→ **How to complete this task**:
Only one stretch of the data is wanted: the line containing "field for log", the line containing "to serialize audit", and every line between them, copied exactly.

━━━━━ Source material

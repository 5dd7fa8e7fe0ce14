//! Security audit logging for authentication events
//!
//! Structured audit records for logins, refreshes, logouts, registrations
//! and access control failures.
//!
//! All audit events are logged at INFO level with the "audit" target,
//! making them easy to filter and route to security monitoring systems.
//! Raw passwords and refresh secrets never appear in an event.
//!
//! # Example
//!
//! ```ignore
//! use leave_api::audit::{AuditEvent, audit_log};
//!
//! audit_log(&AuditEvent::LoginSuccess {
//!     account_id: account.id,
//!     email: account.email.clone(),
//!     ip_address: Some("192.168.1.1".to_string()),
//!     user_agent: Some("Mozilla/5.0...".to_string()),
//! });
//! ```
//!
//! Author: hephaex@gmail.com

use axum::http::HeaderMap;
use chrono::Utc;
use serde::{Deserialize, Serialize};
use tracing::info;

/// Security audit events for authentication and authorization
#[derive(Debug, Clone, Serialize, Deserialize)]
#[serde(tag = "event_type", rename_all = "snake_case")]
pub enum AuditEvent {
    /// Successful login
    LoginSuccess {
        account_id: i64,
        email: String,
        ip_address: Option<String>,
        user_agent: Option<String>,
    },

    /// Failed login attempt. `reason` is internal and never returned to the client.
    LoginFailure {
        email: String,
        reason: String,
        ip_address: Option<String>,
        user_agent: Option<String>,
    },

    /// Refresh token exchanged for a new pair
    TokenRefresh {
        account_id: i64,
        email: String,
        ip_address: Option<String>,
        user_agent: Option<String>,
    },

    /// Refresh attempt with an unknown, expired or replayed token
    RefreshRejected {
        reason: String,
        ip_address: Option<String>,
        user_agent: Option<String>,
    },

    /// Refresh token revoked by logout
    Logout {
        revoked: bool,
        ip_address: Option<String>,
    },

    /// Successful account creation
    RegistrationSuccess {
        account_id: i64,
        email: String,
        role: String,
        ip_address: Option<String>,
        user_agent: Option<String>,
    },

    /// Failed registration attempt
    RegistrationFailure {
        email: String,
        reason: String,
        ip_address: Option<String>,
        user_agent: Option<String>,
    },

    /// Access denied due to role or ownership
    AccessDenied {
        account_id: Option<i64>,
        email: Option<String>,
        resource: String,
        required_role: Option<String>,
        ip_address: Option<String>,
        user_agent: Option<String>,
    },

    /// Invalid or expired access token used
    InvalidToken {
        ip_address: Option<String>,
        user_agent: Option<String>,
        reason: String,
    },
}

/// Client metadata attached to audit events
#[derive(Debug, Clone, Default, Serialize, Deserialize)]
pub struct ClientInfo {
    /// Client IP address (from proxy headers)
    pub ip_address: Option<String>,
    /// User agent string
    pub user_agent: Option<String>,
}

impl ClientInfo {
    pub fn from_headers(headers: &HeaderMap) -> Self {
        Self {
            ip_address: extract_ip_address(headers),
            user_agent: extract_user_agent(headers),
        }
    }
}

/// Log a security audit event with structured fields
///
/// The event is also serialized to JSON in the `event` field for log
/// aggregators.
pub fn audit_log(event: &AuditEvent) {
    let timestamp = Utc::now();

    let event_json = serde_json::to_string(event)
        .unwrap_or_else(|e| format!("{{\"error\":\"Failed to serialize audit event: {e}\"}}"));

    match event {
        AuditEvent::LoginSuccess {
            account_id,
            email,
            ip_address,
            ..
        } => {
            info!(
                target: "audit",
                timestamp = %timestamp,
                event = %event_json,
                account_id = %account_id,
                email = %email,
                ip_address = ?ip_address,
                "Login successful"
            );
        }
        AuditEvent::LoginFailure {
            email,
            reason,
            ip_address,
            ..
        } => {
            info!(
                target: "audit",
                timestamp = %timestamp,
                event = %event_json,
                email = %email,
                reason = %reason,
                ip_address = ?ip_address,
                "Login failed"
            );
        }
        AuditEvent::TokenRefresh {
            account_id,
            email,
            ip_address,
            ..
        } => {
            info!(
                target: "audit",
                timestamp = %timestamp,
                event = %event_json,
                account_id = %account_id,
                email = %email,
                ip_address = ?ip_address,
                "Token refresh"
            );
        }
        AuditEvent::RefreshRejected {
            reason, ip_address, ..
        } => {
            info!(
                target: "audit",
                timestamp = %timestamp,
                event = %event_json,
                reason = %reason,
                ip_address = ?ip_address,
                "Token refresh rejected"
            );
        }
        AuditEvent::Logout {
            revoked,
            ip_address,
        } => {
            info!(
                target: "audit",
                timestamp = %timestamp,
                event = %event_json,
                revoked = %revoked,
                ip_address = ?ip_address,
                "Logout"
            );
        }
        AuditEvent::RegistrationSuccess {
            account_id,
            email,
            role,
            ip_address,
            ..
        } => {
            info!(
                target: "audit",
                timestamp = %timestamp,
                event = %event_json,
                account_id = %account_id,
                email = %email,
                role = %role,
                ip_address = ?ip_address,
                "Registration successful"
            );
        }
        AuditEvent::RegistrationFailure {
            email,
            reason,
            ip_address,
            ..
        } => {
            info!(
                target: "audit",
                timestamp = %timestamp,
                event = %event_json,
                email = %email,
                reason = %reason,
                ip_address = ?ip_address,
                "Registration failed"
            );
        }
        AuditEvent::AccessDenied {
            account_id,
            email,
            resource,
            required_role,
            ip_address,
            ..
        } => {
            info!(
                target: "audit",
                timestamp = %timestamp,
                event = %event_json,
                account_id = ?account_id,
                email = ?email,
                resource = %resource,
                required_role = ?required_role,
                ip_address = ?ip_address,
                "Access denied"
            );
        }
        AuditEvent::InvalidToken {
            ip_address, reason, ..
        } => {
            info!(
                target: "audit",
                timestamp = %timestamp,
                event = %event_json,
                ip_address = ?ip_address,
                reason = %reason,
                "Invalid token"
            );
        }
    }
}

/// Extract IP address from request headers
///
/// Checks X-Forwarded-For, then X-Real-IP.
pub fn extract_ip_address(headers: &HeaderMap) -> Option<String> {
    // Check X-Forwarded-For (proxy/load balancer)
    if let Some(xff) = headers.get("x-forwarded-for") {
        if let Ok(xff_str) = xff.to_str() {
            // Take the first IP in the chain (client IP)
            if let Some(first_ip) = xff_str.split(',').next() {
                return Some(first_ip.trim().to_string());
            }
        }
    }

    // Check X-Real-IP (nginx proxy)
    if let Some(real_ip) = headers.get("x-real-ip") {
        if let Ok(ip_str) = real_ip.to_str() {
            return Some(ip_str.to_string());
        }
    }

    None
}

/// Extract user agent from request headers
pub fn extract_user_agent(headers: &HeaderMap) -> Option<String> {
    headers
        .get(axum::http::header::USER_AGENT)
        .and_then(|ua| ua.to_str().ok())
        .map(|s| s.to_string())
}

#[cfg(test)]
mod tests {
    use super::*;

    #[test]
    fn test_audit_event_serialization() {
        let event = AuditEvent::LoginSuccess {
            account_id: 42,
            email: "test@example.com".to_string(),
            ip_address: Some("192.168.1.1".to_string()),
            user_agent: Some("Mozilla/5.0".to_string()),
        };

        let json = serde_json::to_string(&event).unwrap();
        assert!(json.contains("\"event_type\":\"login_success\""));
        assert!(json.contains("test@example.com"));
    }

    #[test]
    fn test_audit_log_every_variant() {
        // Only checks that logging does not panic
        audit_log(&AuditEvent::LoginFailure {
            email: "test@example.com".to_string(),
            reason: "wrong password".to_string(),
            ip_address: None,
            user_agent: None,
        });
        audit_log(&AuditEvent::TokenRefresh {
            account_id: 1,
            email: "test@example.com".to_string(),
            ip_address: None,
            user_agent: None,
        });
        audit_log(&AuditEvent::RefreshRejected {
            reason: "replayed".to_string(),
            ip_address: None,
            user_agent: None,
        });
        audit_log(&AuditEvent::Logout {
            revoked: false,
            ip_address: None,
        });
        audit_log(&AuditEvent::RegistrationFailure {
            email: "dup@example.com".to_string(),
            reason: "Email already exist".to_string(),
            ip_address: None,
            user_agent: None,
        });
        audit_log(&AuditEvent::AccessDenied {
            account_id: Some(3),
            email: None,
            resource: "GET /employees".to_string(),
            required_role: Some("manager".to_string()),
            ip_address: None,
            user_agent: None,
        });
    }

    #[test]
    fn test_extract_ip_from_x_forwarded_for() {
        let mut headers = HeaderMap::new();
        headers.insert(
            "x-forwarded-for",
            "203.0.113.1, 198.51.100.1".parse().unwrap(),
        );

        let ip = extract_ip_address(&headers);
        assert_eq!(ip, Some("203.0.113.1".to_string()));
    }

    #[test]
    fn test_extract_ip_from_x_real_ip() {
        let mut headers = HeaderMap::new();
        headers.insert("x-real-ip", "203.0.113.1".parse().unwrap());

        let ip = extract_ip_address(&headers);
        assert_eq!(ip, Some("203.0.113.1".to_string()));
    }

    #[test]
    fn test_client_info_from_headers() {
        let mut headers = HeaderMap::new();
        headers.insert(
            axum::http::header::USER_AGENT,
            "Mozilla/5.0 (Test)".parse().unwrap(),
        );

        let client = ClientInfo::from_headers(&headers);
        assert_eq!(client.user_agent.as_deref(), Some("Mozilla/5.0 (Test)"));
        assert_eq!(client.ip_address, None);
    }
}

━━━━━━━━━━

→ **Answer to this task**:
/// The event is also serialized to JSON in the `event` field for log
/// aggregators.
pub fn audit_log(event: &AuditEvent) {
    let timestamp = Utc::now();

    let event_json = serde_json::to_string(event)
        .unwrap_or_else(|e| format!("{{\"error\":\"Failed to serialize audit event: {e}\"}}"));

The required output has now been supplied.